Al mismo tiempo, cuando Pedro Juan, ya en Europa, en la que vive con una mujer europea –que conoció por contactos a partir de acuerdos con un sello editorial-, cuando recuerda los pirmeros años de la revolución, lo hace siempre estableciendo ciertas proximidades con el Diario de un cimarrón:

“Es que teníamos mucha hambre, Agenta. En los años sesenta se pasó mucha hambre. Muchachos de dieciséis a veinte años cortan caña como bestias y comiendo unos pocos granos de harina, maíz y frijoles

(…) Trabajábamos como mulos todo el día y por la noche salíamos a templar

terneras o yeguas. Y los domingos por la tarde boxeábamos durante horas, sin parar.
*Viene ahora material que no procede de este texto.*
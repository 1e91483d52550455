//! Tonic pitch of a key (key center)
//!
//! Any of the seven letters with an optional single sharp or flat. ABC key
//! fields spell them `G`, `F#`, `Bb`; theoretical tonics such as `Fb` or
//! `E#` parse too, the scale model spells their degrees with double
//! accidentals where needed.

use serde::{Deserialize, Serialize};
use std::fmt;
use std::str::FromStr;

use super::pitch::{Accidental, NoteLetter, PitchClass};

#[derive(Debug, Clone, Copy, PartialEq, Eq, Hash, Serialize, Deserialize)]
pub struct Tonic {
    pub letter: NoteLetter,
    pub accidental: Accidental,
}

impl Tonic {
    pub const C: Tonic = Tonic {
        letter: NoteLetter::C,
        accidental: Accidental::None,
    };

    pub fn new(letter: NoteLetter, accidental: Accidental) -> Self {
        Self { letter, accidental }
    }

    /// The tonic as a pitch class
    pub fn pitch_class(&self) -> PitchClass {
        PitchClass::new(self.letter, self.accidental)
    }

    /// Split the longest tonic prefix off a key field value (`"F#m"` → `F#`, `"m"`)
    pub fn parse_prefix(s: &str) -> Option<(Tonic, &str)> {
        let first = s.chars().next()?;
        if !first.is_ascii_uppercase() {
            return None;
        }
        let letter = NoteLetter::from_char(first)?;

        let rest = &s[first.len_utf8()..];
        let mut rest_chars = rest.chars();
        let accidental = match rest_chars.next() {
            Some('#') | Some('♯') => Accidental::Sharp,
            Some('b') | Some('♭') => Accidental::Flat,
            _ => Accidental::None,
        };
        let rest = if accidental == Accidental::None {
            rest
        } else {
            rest_chars.as_str()
        };

        Some((Tonic::new(letter, accidental), rest))
    }
}

impl Default for Tonic {
    fn default() -> Self {
        Tonic::C
    }
}

impl fmt::Display for Tonic {
    fn fmt(&self, f: &mut fmt::Formatter<'_>) -> fmt::Result {
        write!(f, "{}{}", self.letter.upper(), self.accidental.symbol())
    }
}

impl FromStr for Tonic {
    type Err = String;

    fn from_str(s: &str) -> Result<Self, Self::Err> {
        // Letter case is not significant for a bare tonic name
        let mut chars = s.trim().chars();
        let invalid = || format!("Invalid tonic: '{}'. Expected a letter A-G with optional # or b", s);

        let letter = chars.next().and_then(NoteLetter::from_char).ok_or_else(invalid)?;
        let accidental = match chars.next() {
            None => Accidental::None,
            Some('#') | Some('♯') => Accidental::Sharp,
            Some('b') | Some('B') | Some('♭') => Accidental::Flat,
            Some(_) => return Err(invalid()),
        };
        if chars.next().is_some() {
            return Err(invalid());
        }

        Ok(Tonic::new(letter, accidental))
    }
}
//! Diatonic chord generation
//!
//! Builds a bracketed ABC chord token (`[CEGBd]`) from a key, a scale
//! degree, an extension level and a composition mode.
//!
//! - Cumulative mode stacks every third up to the extension (a 9th chord
//!   carries the 7th too).
//! - Additive mode puts only the requested upper tone on top of the triad
//!   (`add9`, `add11`, `add13`).
//!
//! Tones are voiced strictly ascending by lifting each one octave at a time
//! until it clears its predecessor; additive upper tones are further forced
//! to a compound interval above the root. The octave-boost flag turns both
//! adjustments off and leaves every tone in its base octave.

use serde::{Deserialize, Serialize};

use crate::error::{AnalysisError, Result};
use crate::models::key::Key;
use crate::models::pitch::VoicedPitch;

use super::scale::Scale;

/// The fixed token inserted for a rest request
pub const REST_TOKEN: &str = "z";

/// How far up the stack of thirds a chord reaches
#[derive(Debug, Clone, Copy, PartialEq, Eq, Hash, Default, Serialize, Deserialize)]
pub enum Extension {
    #[default]
    Triad,
    Seventh,
    Ninth,
    Eleventh,
    Thirteenth,
}

impl Extension {
    /// From a button id: 3 (or 5) for a triad, otherwise 7/9/11/13
    pub fn from_number(n: u8) -> Result<Self> {
        match n {
            3 | 5 => Ok(Extension::Triad),
            7 => Ok(Extension::Seventh),
            9 => Ok(Extension::Ninth),
            11 => Ok(Extension::Eleventh),
            13 => Ok(Extension::Thirteenth),
            other => Err(AnalysisError::InvalidExtension(other)),
        }
    }

    pub fn number(&self) -> u8 {
        match self {
            Extension::Triad => 3,
            Extension::Seventh => 7,
            Extension::Ninth => 9,
            Extension::Eleventh => 11,
            Extension::Thirteenth => 13,
        }
    }

    /// Additive mode only exists for 9, 11 and 13
    pub fn allows_additive(&self) -> bool {
        matches!(
            self,
            Extension::Ninth | Extension::Eleventh | Extension::Thirteenth
        )
    }

    /// Degree steps above the root, beyond the triad, for each mode
    fn upper_steps(&self, mode: CompositionMode) -> &'static [i32] {
        static STACK: [i32; 4] = [6, 8, 10, 12];

        match (mode, self) {
            (_, Extension::Triad) => &[],
            (_, Extension::Seventh) => &STACK[..1],
            (CompositionMode::Cumulative, Extension::Ninth) => &STACK[..2],
            (CompositionMode::Cumulative, Extension::Eleventh) => &STACK[..3],
            (CompositionMode::Cumulative, Extension::Thirteenth) => &STACK[..4],
            (CompositionMode::Additive, Extension::Ninth) => &STACK[1..2],
            (CompositionMode::Additive, Extension::Eleventh) => &STACK[2..3],
            (CompositionMode::Additive, Extension::Thirteenth) => &STACK[3..4],
        }
    }
}

#[derive(Debug, Clone, Copy, PartialEq, Eq, Hash, Default, Serialize, Deserialize)]
#[serde(rename_all = "lowercase")]
pub enum CompositionMode {
    #[default]
    Cumulative,
    Additive,
}

/// Everything one chord-button click needs
#[derive(Debug, Clone, Copy, PartialEq, Eq, Serialize, Deserialize)]
pub struct ChordSpec {
    pub key: Key,
    /// Scale degree 1-7
    pub degree: u8,
    pub extension: Extension,
    pub mode: CompositionMode,
    pub octave_boost: bool,
}

impl ChordSpec {
    pub fn new(key: Key, degree: u8, extension: Extension) -> Self {
        Self {
            key,
            degree,
            extension,
            mode: CompositionMode::Cumulative,
            octave_boost: false,
        }
    }

    pub fn additive(mut self, additive: bool) -> Self {
        self.mode = if additive {
            CompositionMode::Additive
        } else {
            CompositionMode::Cumulative
        };
        self
    }

    pub fn octave_boost(mut self, enabled: bool) -> Self {
        self.octave_boost = enabled;
        self
    }

    /// Degree steps above the root, root first
    fn steps(&self) -> Vec<i32> {
        let mut steps = vec![0, 2, 4];
        steps.extend_from_slice(self.extension.upper_steps(self.mode));
        steps
    }

    /// Whether the compound-interval rule applies to the top tone
    fn forces_compound_top(&self) -> bool {
        self.mode == CompositionMode::Additive
            && self.extension.allows_additive()
            && !self.octave_boost
    }
}

/// A chord or a rest, as requested by the chord bar
#[derive(Debug, Clone, Copy, PartialEq, Eq, Serialize, Deserialize)]
pub enum ChordRequest {
    Chord(ChordSpec),
    Rest,
}

/// Spell and voice the tones of a chord, root first
pub fn voice_chord(spec: &ChordSpec) -> Result<Vec<VoicedPitch>> {
    if !(1..=7).contains(&spec.degree) {
        return Err(AnalysisError::InvalidDegree(spec.degree));
    }

    let scale = Scale::new(spec.key)?;
    let root = spec.degree as i32;
    let mut tones: Vec<VoicedPitch> = spec
        .steps()
        .iter()
        .map(|step| VoicedPitch::base(scale.note(root + step)))
        .collect();

    if !spec.octave_boost {
        for i in 1..tones.len() {
            let floor = tones[i - 1].value;
            while tones[i].value <= floor {
                tones[i].value += 12;
            }
        }
    }

    if spec.forces_compound_top() {
        let root_value = tones[0].value;
        if let Some(top) = tones.last_mut() {
            while top.value < root_value + 12 {
                top.value += 12;
            }
        }
    }

    Ok(tones)
}

/// Render a chord as a bracketed ABC token
pub fn generate_chord(spec: &ChordSpec) -> Result<String> {
    let tones = voice_chord(spec)?;
    let body: String = tones.iter().map(VoicedPitch::to_abc).collect();
    Ok(format!("[{}]", body))
}

/// Render a chord-bar request; rests skip chord generation entirely
pub fn render_request(request: &ChordRequest) -> Result<String> {
    match request {
        ChordRequest::Chord(spec) => generate_chord(spec),
        ChordRequest::Rest => Ok(REST_TOKEN.to_string()),
    }
}

/// Quality of the triad built on a degree
#[derive(Debug, Clone, Copy, PartialEq, Eq, Serialize, Deserialize)]
#[serde(rename_all = "lowercase")]
pub enum TriadQuality {
    Major,
    Minor,
    Diminished,
    Augmented,
}

pub fn triad_quality(key: Key, degree: u8) -> Result<TriadQuality> {
    let tones = voice_chord(&ChordSpec::new(key, degree, Extension::Triad))?;
    let third = tones[1].value - tones[0].value;
    let fifth = tones[2].value - tones[0].value;

    Ok(match (third, fifth) {
        (3, 6) => TriadQuality::Diminished,
        (4, 8) => TriadQuality::Augmented,
        (3, _) => TriadQuality::Minor,
        _ => TriadQuality::Major,
    })
}

const NUMERALS: [&str; 7] = ["I", "II", "III", "IV", "V", "VI", "VII"];

/// Button label for a degree: roman numeral by triad quality plus the
/// extension suffix (`V7`, `ii9`, `IVadd11`, `vii°`)
pub fn chord_label(key: Key, degree: u8, extension: Extension, mode: CompositionMode) -> Result<String> {
    let quality = triad_quality(key, degree)?;
    let numeral = NUMERALS[(degree - 1) as usize];

    let mut label = match quality {
        TriadQuality::Major => numeral.to_string(),
        TriadQuality::Minor => numeral.to_lowercase(),
        TriadQuality::Diminished => format!("{}°", numeral.to_lowercase()),
        TriadQuality::Augmented => format!("{}+", numeral),
    };

    match extension {
        Extension::Triad => {}
        ext if mode == CompositionMode::Additive && ext.allows_additive() => {
            label.push_str(&format!("add{}", ext.number()));
        }
        ext => label.push_str(&ext.number().to_string()),
    }

    Ok(label)
}

#[cfg(test)]
mod tests {
    use super::*;

    fn key(value: &str) -> Key {
        Key::from_field_value(value).unwrap()
    }

    #[test]
    fn test_triads_in_c() {
        let c = key("C");
        assert_eq!(generate_chord(&ChordSpec::new(c, 1, Extension::Triad)).unwrap(), "[CEG]");
        assert_eq!(generate_chord(&ChordSpec::new(c, 2, Extension::Triad)).unwrap(), "[DFA]");
        assert_eq!(generate_chord(&ChordSpec::new(c, 5, Extension::Triad)).unwrap(), "[GBd]");
        assert_eq!(generate_chord(&ChordSpec::new(c, 7, Extension::Triad)).unwrap(), "[Bdf]");
    }

    #[test]
    fn test_cumulative_ninth() {
        let spec = ChordSpec::new(key("C"), 1, Extension::Ninth);
        assert_eq!(generate_chord(&spec).unwrap(), "[CEGBd]");
    }

    #[test]
    fn test_additive_ninth_drops_seventh() {
        let spec = ChordSpec::new(key("C"), 1, Extension::Ninth).additive(true);
        assert_eq!(generate_chord(&spec).unwrap(), "[CEGd]");
    }

    #[test]
    fn test_thirteenth_stacks_all_thirds() {
        let spec = ChordSpec::new(key("C"), 1, Extension::Thirteenth);
        assert_eq!(generate_chord(&spec).unwrap(), "[CEGBdfa]");
    }

    #[test]
    fn test_additive_top_is_compound() {
        // G B d plus E: E lands at 16 after the ascending pass, one octave
        // short of a compound interval over G (7 + 12)
        let spec = ChordSpec::new(key("C"), 5, Extension::Thirteenth).additive(true);
        assert_eq!(generate_chord(&spec).unwrap(), "[GBde']");
    }

    #[test]
    fn test_sharp_key_carries_accidentals() {
        let spec = ChordSpec::new(key("D"), 1, Extension::Triad);
        assert_eq!(generate_chord(&spec).unwrap(), "[D^FA]");

        let spec = ChordSpec::new(key("D"), 5, Extension::Seventh);
        assert_eq!(generate_chord(&spec).unwrap(), "[A^ceg]");
    }

    #[test]
    fn test_octave_boost_keeps_base_octave() {
        let spec = ChordSpec::new(key("C"), 1, Extension::Ninth).octave_boost(true);
        assert_eq!(generate_chord(&spec).unwrap(), "[CEGBD]");

        let spec = ChordSpec::new(key("C"), 1, Extension::Ninth)
            .additive(true)
            .octave_boost(true);
        assert_eq!(generate_chord(&spec).unwrap(), "[CEGD]");
    }

    #[test]
    fn test_voicing_strictly_ascends() {
        for value in ["C", "Am", "F#", "Bb", "Ebdor", "Gmix", "Bloc"] {
            for degree in 1..=7 {
                for ext in [3, 7, 9, 11, 13] {
                    for additive in [false, true] {
                        let spec = ChordSpec::new(key(value), degree, Extension::from_number(ext).unwrap())
                            .additive(additive);
                        let tones = voice_chord(&spec).unwrap();
                        assert!(
                            tones.windows(2).all(|w| w[0].value < w[1].value),
                            "{:?} not ascending",
                            spec
                        );
                    }
                }
            }
        }
    }

    #[test]
    fn test_invalid_degree() {
        let spec = ChordSpec::new(key("C"), 8, Extension::Triad);
        assert_eq!(generate_chord(&spec), Err(AnalysisError::InvalidDegree(8)));
        let spec = ChordSpec::new(key("C"), 0, Extension::Triad);
        assert!(generate_chord(&spec).is_err());
    }

    #[test]
    fn test_rest_request() {
        assert_eq!(render_request(&ChordRequest::Rest).unwrap(), "z");
    }

    #[test]
    fn test_labels() {
        let c = key("C");
        let cumulative = CompositionMode::Cumulative;
        assert_eq!(chord_label(c, 1, Extension::Triad, cumulative).unwrap(), "I");
        assert_eq!(chord_label(c, 2, Extension::Triad, cumulative).unwrap(), "ii");
        assert_eq!(chord_label(c, 5, Extension::Seventh, cumulative).unwrap(), "V7");
        assert_eq!(chord_label(c, 7, Extension::Triad, cumulative).unwrap(), "vii°");
        assert_eq!(
            chord_label(c, 4, Extension::Eleventh, CompositionMode::Additive).unwrap(),
            "IVadd11"
        );
        // Additive is meaningless for a seventh; label it plainly
        assert_eq!(
            chord_label(c, 5, Extension::Seventh, CompositionMode::Additive).unwrap(),
            "V7"
        );
    }
}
Una vez noqueé dos seguidos” (196)

De esta manera, la generación pos-boom asumió un papel tan parricida como el de la generación anterior respecto de las novelas de la tierra (Maíz, 7). Apostaron por rever los paisajes y las tesis identitarias que sostenían los escritores del boom desde una mirada desacralizadora, heterodoxa, alejados de los relatos heróicos –hoy insostenibles- y parodiando y desnudando, como hemos visto recién, sus construcciones mitológicas.